Most employers subject to the Affordable Care Act’s employer mandate have focused on identifying full-time employees and ensuring they receive offers of adequate coverage. But the vast majority of employers are not prepared to meet — and some remain simply unaware of — the employer mandate’s complex reporting obligations.

Whether your company has already reached the summit or just started climbing the mountain, here’s what you need to know:

To enforce the employer mandate, the IRS requires information for each of an employer’s full-time employees regarding coverage (if any) offered to the employee, price of coverage, whether the employee was enrolled and other data. The IRS also wants to know which employees, full-time or not, had coverage under an employer-based health plan.

Meeting these requirements is no easy task.

Also see: "IRS clarifies ACA reporting requirements for large employers."

Employers need to collect and collate a tremendous volume of information from payroll and benefit administration systems, and report it — to both employees and the IRS — on up to four separate forms.

And time is running out; the first reporting deadlines arrive in early 2016.

Every employer subject to the employer mandate must issue a separate IRS Form 1095-C to each employee (with a copy to the IRS) who was 1) full-time for at least a month in 2015 or 2) covered by a self-insured plan of the employer for at least a day in 2015, even if the employee was not full-time. Generally, an employee is considered full-time if he or she works an average of at least 30 hours per week.

Part I of the Form 1095-C identifies the employee and his or her employer. For employees who were full-time for at least a month in 2015, the employer also completes Part II of the form.

Part II is complex. It includes three lines, each reflecting a separate box for each month of the calendar year. On one line, the employer will use one or more of nine new codes to reflect, for each month, the nature of the coverage offer (if any) made to the full-time employee. On another line, the employer will report the cost of the least expensive coverage offered to the employee, as long as it met minimum actuarial value and affordability requirements.

Also see: "Why get involved in ACA reporting?"

On the third line, the employer will again choose between one or more of nine different new codes to report, by month, whether the employee was covered under an employer plan, whether the employer qualified for an exception from the employer mandate and whether the employer is relying on one (or more) of three safe harbors in assessing the affordability of its coverage.

If the employer self-insures health care coverage, it must complete Parts I and III of Form 1095-C for any employee — whether full-time or part-time — who had coverage for at least a day in 2015. Part III must also reflect the employee’s covered dependents, listed by name and Social Security Number. The employee uses this portion of the form to demonstrate, on his or her federal tax return, satisfaction of the health reform law’s individual mandate.

Complicated, right?

But wait — there’s more.
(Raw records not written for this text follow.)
//! Tax calculators: social contribution, income tax and overtime.
//!
//! All calculators are pure functions over [`Decimal`] values, parameterized
//! by the tables in [`crate::models::CountryConfig`]. They never fail: inputs
//! outside the configured tables yield zero amounts and zero rates.

pub mod inss;
pub mod irrf;
pub mod overtime;

pub use inss::{BracketContribution, calculate_contribution};
pub use irrf::{IncomeTax, calculate_income_tax};
pub use overtime::{
    DEFAULT_OVERTIME_MULTIPLIER, MONTHLY_HOURS, OvertimePay, calculate_overtime,
};

use rust_decimal::{Decimal, RoundingStrategy};

/// Round to two decimal places, half away from zero.
pub fn round_money(value: Decimal) -> Decimal {
    value.round_dp_with_strategy(2, RoundingStrategy::MidpointAwayFromZero)
}

/// Round to whole currency units, half away from zero.
pub fn round_unit(value: Decimal) -> Decimal {
    value.round_dp_with_strategy(0, RoundingStrategy::MidpointAwayFromZero)
}

#[cfg(test)]
mod tests {
    use super::*;
    use pretty_assertions::assert_eq;
    use rust_decimal_macros::dec;

    #[test]
    fn test_round_money_midpoint_goes_up() {
        assert_eq!(round_money(dec!(123.455)), dec!(123.46));
        assert_eq!(round_money(dec!(123.454)), dec!(123.45));
        assert_eq!(round_money(dec!(0.005)), dec!(0.01));
    }

    #[test]
    fn test_round_unit_matches_display_rounding() {
        assert_eq!(round_unit(dec!(150.00)), dec!(150));
        assert_eq!(round_unit(dec!(150.50)), dec!(151));
        assert_eq!(round_unit(dec!(150.49)), dec!(150));
    }
}
//! Brazilian money token parsing and formatting.

use rust_decimal::Decimal;

/// Parse a Brazilian-formatted money token into a [`Decimal`].
///
/// Accepts `1.234,56`, `925,00`, `1518` and an optional `R$` prefix.
/// The thousands separator is stripped first, then the decimal comma is
/// swapped for a dot. Returns `None` for anything that does not survive
/// that normalization, keeping "not present" distinct from "zero".
pub fn parse_money(raw: &str) -> Option<Decimal> {
    let cleaned = raw.trim().trim_start_matches("R$").trim();
    if cleaned.is_empty() {
        return None;
    }

    let normalized = cleaned.replace('.', "").replace(',', ".");
    normalized.parse::<Decimal>().ok()
}

/// Format an amount in Brazilian style (1.234,56).
pub fn format_money(amount: Decimal) -> String {
    let s = format!("{:.2}", amount);
    let parts: Vec<&str> = s.split('.').collect();

    if parts.len() != 2 {
        return s;
    }

    let integer_part = parts[0];
    let decimal_part = parts[1];

    // Add thousand separators
    let chars: Vec<char> = integer_part.chars().collect();
    let mut formatted = String::new();

    for (i, c) in chars.iter().enumerate() {
        if i > 0 && (chars.len() - i) % 3 == 0 {
            formatted.push('.');
        }
        formatted.push(*c);
    }

    format!("{},{}", formatted, decimal_part)
}
//! Config command - inspect and manage country configuration files.

use std::fs;
use std::path::{Path, PathBuf};

use clap::{Args, Subcommand};
use console::style;

use folha_core::CountryConfig;

/// Arguments for the config command.
#[derive(Args)]
pub struct ConfigArgs {
    #[command(subcommand)]
    command: ConfigCommand,
}

#[derive(Subcommand)]
enum ConfigCommand {
    /// Show a configuration file, or the built-in Brazilian tables
    Show {
        /// Configuration file to show
        path: Option<PathBuf>,
    },

    /// Initialize a new configuration file with the built-in tables
    Init(InitArgs),

    /// Check a configuration file for table-shape issues
    Validate {
        /// Configuration file to check
        path: PathBuf,
    },
}

#[derive(Args)]
struct InitArgs {
    /// Output path for the configuration file
    #[arg(short, long, default_value = "country-config.json")]
    output: PathBuf,

    /// Overwrite existing file
    #[arg(long)]
    force: bool,
}

pub fn run(args: ConfigArgs) -> anyhow::Result<()> {
    match args.command {
        ConfigCommand::Show { path } => show_config(path),
        ConfigCommand::Init(init_args) => init_config(init_args),
        ConfigCommand::Validate { path } => validate_config(&path),
    }
}

fn show_config(path: Option<PathBuf>) -> anyhow::Result<()> {
    let config = match path {
        Some(path) => CountryConfig::from_file(&path)?,
        None => {
            println!(
                "{} No file given, showing the built-in Brazilian tables.",
                style("ℹ").blue()
            );
            CountryConfig::brazil()
        }
    };

    println!("{}", serde_json::to_string_pretty(&config)?);

    Ok(())
}

fn init_config(args: InitArgs) -> anyhow::Result<()> {
    if args.output.exists() && !args.force {
        anyhow::bail!(
            "Config file already exists at {}. Use --force to overwrite.",
            args.output.display()
        );
    }

    // Create parent directory if needed
    if let Some(parent) = args.output.parent() {
        if !parent.as_os_str().is_empty() {
            fs::create_dir_all(parent)?;
        }
    }

    let config = CountryConfig::brazil();
    config.save(&args.output)?;

    println!(
        "{} Created configuration file at {}",
        style("✓").green(),
        args.output.display()
    );

    Ok(())
}

fn validate_config(path: &Path) -> anyhow::Result<()> {
    let config = CountryConfig::from_file(path)?;
    let issues = config.validate();

    if issues.is_empty() {
        println!(
            "{} Configuration at {} looks sound",
            style("✓").green(),
            path.display()
        );
    } else {
        println!("{}", style("Configuration issues:").yellow());
        for issue in &issues {
            println!("  - {}", issue);
        }
    }

    Ok(())
}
If the employer provided self-insured coverage to non-employees (outside directors, partners, retirees, COBRA beneficiaries, etc.), the employer may issue these individuals a Form 1095-C, completing Parts I and III, or a Form 1095-B. In both cases the forms should reflect the months in 2015 during which the individual and any dependents had coverage for at least a day.

Transmitting forms

Finally, the forms have been completed; now the employer is responsible for sending copies of all these forms to the IRS with a specific transmittal form.
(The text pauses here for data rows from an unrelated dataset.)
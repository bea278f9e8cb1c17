use std::process::ExitCode;

use setup_pubsub_emulator::cli::output::print_error;
use setup_pubsub_emulator::cli::{commands, Cli};
use setup_pubsub_emulator::logging::{init_logging, parse_log_level, warn_level_fallback, LogFormat};
use tracing::{error, Level};

#[tokio::main]
async fn main() -> ExitCode {
    let cli = match Cli::parse_args() {
        Ok(cli) => cli,
        Err(e) => {
            print_error(&e.to_string());
            return ExitCode::FAILURE;
        }
    };

    let (level, level_error) = match parse_log_level(cli.log_level.as_deref()) {
        Ok(level) => (level, None),
        Err(e) => (Level::INFO, Some(e)),
    };

    if let Err(e) = init_logging(LogFormat::for_env(cli.env.as_deref()), level) {
        print_error(&e.to_string());
        return ExitCode::FAILURE;
    }

    if let Some(e) = level_error {
        warn_level_fallback(&e, level);
    }

    match commands::execute_command(cli).await {
        Ok(()) => ExitCode::SUCCESS,
        Err(e) => {
            let chain = format!("{:#}", e);
            error!(error = %chain, "Pub/Sub emulator setup failed");
            ExitCode::FAILURE
        }
    }
}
Form 1094-C accompanies the employer’s many Forms 1095-C. Form 1094-C also requires the employer to demonstrate compliance with the employer mandate on an aggregate basis. If the employer prepares any Forms 1095-B, it transmits those to the IRS along with a Form 1094-B transmittal.

Complying with the ACA’s reporting obligation won’t be easy, and implementing the necessary processes can’t happen overnight. The relatively few employers who are ahead of the curve can take satisfaction in that, those who are on the curve must keep working, and those behind the curve should take immediate steps to begin the compliance effort.